■ **AIM OF THE EXERCISE**:
Look through the data that follows and copy each line with the string "Self".

------------------------------------------------------------------------

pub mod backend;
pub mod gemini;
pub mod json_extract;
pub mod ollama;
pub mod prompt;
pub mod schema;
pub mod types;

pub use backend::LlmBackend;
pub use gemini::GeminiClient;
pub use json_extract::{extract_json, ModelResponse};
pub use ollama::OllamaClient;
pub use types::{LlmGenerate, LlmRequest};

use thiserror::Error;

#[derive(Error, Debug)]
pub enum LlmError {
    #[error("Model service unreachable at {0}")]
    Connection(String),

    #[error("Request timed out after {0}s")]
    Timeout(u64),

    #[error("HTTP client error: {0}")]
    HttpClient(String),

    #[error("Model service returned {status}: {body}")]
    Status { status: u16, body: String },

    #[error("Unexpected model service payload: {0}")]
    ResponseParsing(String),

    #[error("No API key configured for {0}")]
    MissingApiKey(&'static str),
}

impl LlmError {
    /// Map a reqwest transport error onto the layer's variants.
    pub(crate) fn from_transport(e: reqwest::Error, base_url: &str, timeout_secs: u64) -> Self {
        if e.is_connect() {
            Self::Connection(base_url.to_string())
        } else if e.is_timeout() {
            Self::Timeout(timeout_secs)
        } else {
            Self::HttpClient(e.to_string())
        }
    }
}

------------------------------------------------------------------------

■ **REPLY**:
    pub(crate) fn from_transport(e: reqwest::Error, base_url: &str, timeout_secs: u64) -> Self {
            Self::Connection(base_url.to_string())
            Self::Timeout(timeout_secs)
            Self::HttpClient(e.to_string())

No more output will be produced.